Torture & sunlight.

While Chicagoans congratulate themselves on having charged Jon Burge with perjury some twenty years on (never mind that it was the Feds who acted after a long line of local DAs — beginning with the guy we've elected mayor six times and counting — failed to do so, or that John Conroy was insufficiently popular to keep his job in a city that's made the RedEye the fastest-growing newspaper in the country, according to Bill Adee at the Tribune), Tracy Siska at the Chicago Justice Project reminds us that the past, in Faulkner's words, isn't dead; it isn't even past:

Joseph Lopez, 18, was arrested on July 19th, 2000 without a warrant for the murder of 12-year-old Miguel DeLaRosa. He was held for 4 days and nights in an interrogation room with the lights on all the time, cuffed to the wall most of the time. At the end of the four days, Lopez falsely confessed to the murder; he was subsequently released weeks later when the real culprit was apprehended.

...

For all the bellowing about the fact that more should have been done twenty years ago to stop Burge, nothing is being done to stop the illegal and abusive tactics of today. Neither the Independent Police Review Authority nor the Chicago Police Board is equipped either financially or with the necessary political power to gain the access they would need track this abuse. With policy makers continuing to pay the same attention to this issue they have Burge over the last thirty years we are left with no options.

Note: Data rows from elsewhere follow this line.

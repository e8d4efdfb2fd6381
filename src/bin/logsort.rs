use std::path::PathBuf;
use std::process;

use clap::Parser;

use logsort::sort::sort_file;

#[derive(Parser)]
#[command(
    name = "logsort",
    version,
    about = "Sort interleaved log lines by their timestamp text"
)]
struct Cli {
    /// Log file to sort
    #[arg(default_value = "shared_log.txt")]
    input: PathBuf,

    /// Destination for the sorted lines (overwritten wholesale)
    #[arg(default_value = "shared_log_sorted.txt")]
    output: PathBuf,
}

fn main() {
    logsort::common::reset_sigpipe();
    logsort::logging::init();

    let cli = Cli::parse();

    if let Err(e) = sort_file(&cli.input, &cli.output) {
        eprintln!("logsort: {}", e);
        process::exit(1);
    }
}

#[cfg(test)]
mod tests {
    use std::process::Command;

    fn cmd() -> Command {
        let mut path = std::env::current_exe().unwrap();
        path.pop();
        path.pop();
        path.push("logsort");
        Command::new(path)
    }

    #[test]
    fn test_sorts_explicit_paths() {
        let dir = tempfile::tempdir().unwrap();
        let input = dir.path().join("in.txt");
        let output = dir.path().join("out.txt");
        std::fs::write(
            &input,
            "[2024-01-02 03:04:07.000] [info] File saved\n\
             [2024-01-02 03:04:05.000] [info] Reader process started.\n\
             [2024-01-02 03:04:06.000] [info] Writing a block #1.\n",
        )
        .unwrap();

        let status = cmd().args([&input, &output]).status().unwrap();
        assert!(status.success());

        let sorted = std::fs::read_to_string(&output).unwrap();
        assert_eq!(
            sorted,
            "[2024-01-02 03:04:05.000] [info] Reader process started.\n\
             [2024-01-02 03:04:06.000] [info] Writing a block #1.\n\
             [2024-01-02 03:04:07.000] [info] File saved\n"
        );
    }

    #[test]
    fn test_default_filenames() {
        let dir = tempfile::tempdir().unwrap();
        std::fs::write(
            dir.path().join("shared_log.txt"),
            "[2024-01-02 03:04:06.000] [info] b\n[2024-01-02 03:04:05.000] [info] a\n",
        )
        .unwrap();

        let status = cmd().current_dir(dir.path()).status().unwrap();
        assert!(status.success());

        let sorted = std::fs::read_to_string(dir.path().join("shared_log_sorted.txt")).unwrap();
        assert_eq!(
            sorted,
            "[2024-01-02 03:04:05.000] [info] a\n[2024-01-02 03:04:06.000] [info] b\n"
        );
    }

    #[cfg(unix)]
    #[test]
    fn test_missing_input_fails_without_output() {
        let dir = tempfile::tempdir().unwrap();
        let output = cmd()
            .args(["absent.txt", "out.txt"])
            .current_dir(dir.path())
            .output()
            .unwrap();
        assert!(!output.status.success());
        let stderr = String::from_utf8_lossy(&output.stderr);
        assert!(stderr.contains("No such file"), "stderr: {}", stderr);
        assert!(!dir.path().join("out.txt").exists());
    }

    #[test]
    fn test_rerun_is_idempotent() {
        let dir = tempfile::tempdir().unwrap();
        let input = dir.path().join("in.txt");
        let once = dir.path().join("once.txt");
        let twice = dir.path().join("twice.txt");
        std::fs::write(
            &input,
            "[2024-01-02 03:04:05.500] [info] y\n\
             [2024-01-02 03:04:05.500] [info] z\n\
             [2024-01-02 03:04:05.100] [info] x\n",
        )
        .unwrap();

        assert!(cmd().args([&input, &once]).status().unwrap().success());
        assert!(cmd().args([&once, &twice]).status().unwrap().success());

        assert_eq!(
            std::fs::read(&once).unwrap(),
            std::fs::read(&twice).unwrap()
        );
    }

    #[test]
    fn test_short_lines_use_truncated_keys() {
        let dir = tempfile::tempdir().unwrap();
        let input = dir.path().join("in.txt");
        let output = dir.path().join("out.txt");
        std::fs::write(
            &input,
            "[2024-01-02 03:04:05.000] [info] full line\n\nshort\n",
        )
        .unwrap();

        let status = cmd().args([&input, &output]).status().unwrap();
        assert!(status.success());

        // Keys: "" (blank line) < "2024-..." < "hort\n" (short line).
        let sorted = std::fs::read_to_string(&output).unwrap();
        assert_eq!(
            sorted,
            "\n[2024-01-02 03:04:05.000] [info] full line\nshort\n"
        );
    }

    #[test]
    fn test_unterminated_last_line_round_trips() {
        let dir = tempfile::tempdir().unwrap();
        let input = dir.path().join("in.txt");
        let output = dir.path().join("out.txt");
        std::fs::write(
            &input,
            "[2024-01-02 03:04:09.000] [info] late\n[2024-01-02 03:04:01.000] [info] early",
        )
        .unwrap();

        let status = cmd().args([&input, &output]).status().unwrap();
        assert!(status.success());

        let sorted = std::fs::read_to_string(&output).unwrap();
        assert_eq!(
            sorted,
            "[2024-01-02 03:04:01.000] [info] early[2024-01-02 03:04:09.000] [info] late\n"
        );
    }
}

You should really read the whole thing.

Of particular note to advocates of transparency and open government are Siska's tireless efforts to use the Illinois FOIA to shed light on CPD oversight and disciplinary procedures, chronicled in detail at that link — he has been successful in obtaining City Council Committee on Police and Fire meeting transcripts (including transcripts of the committee's hearings on the Burge investigation) as well as Chicago Police Board hearing documents, and has done us the additional favor of posting these documents online for anyone's use. (In a city where FOIA requests are commonly ignored — illegally — without even the courtesy of a "no" response, and where even the most mundane requests are routinely denied through maximally-broad construal of the statutory exemptions, Siska's successes in obtaining these fairly sensitive records are nothing short of astonishing.)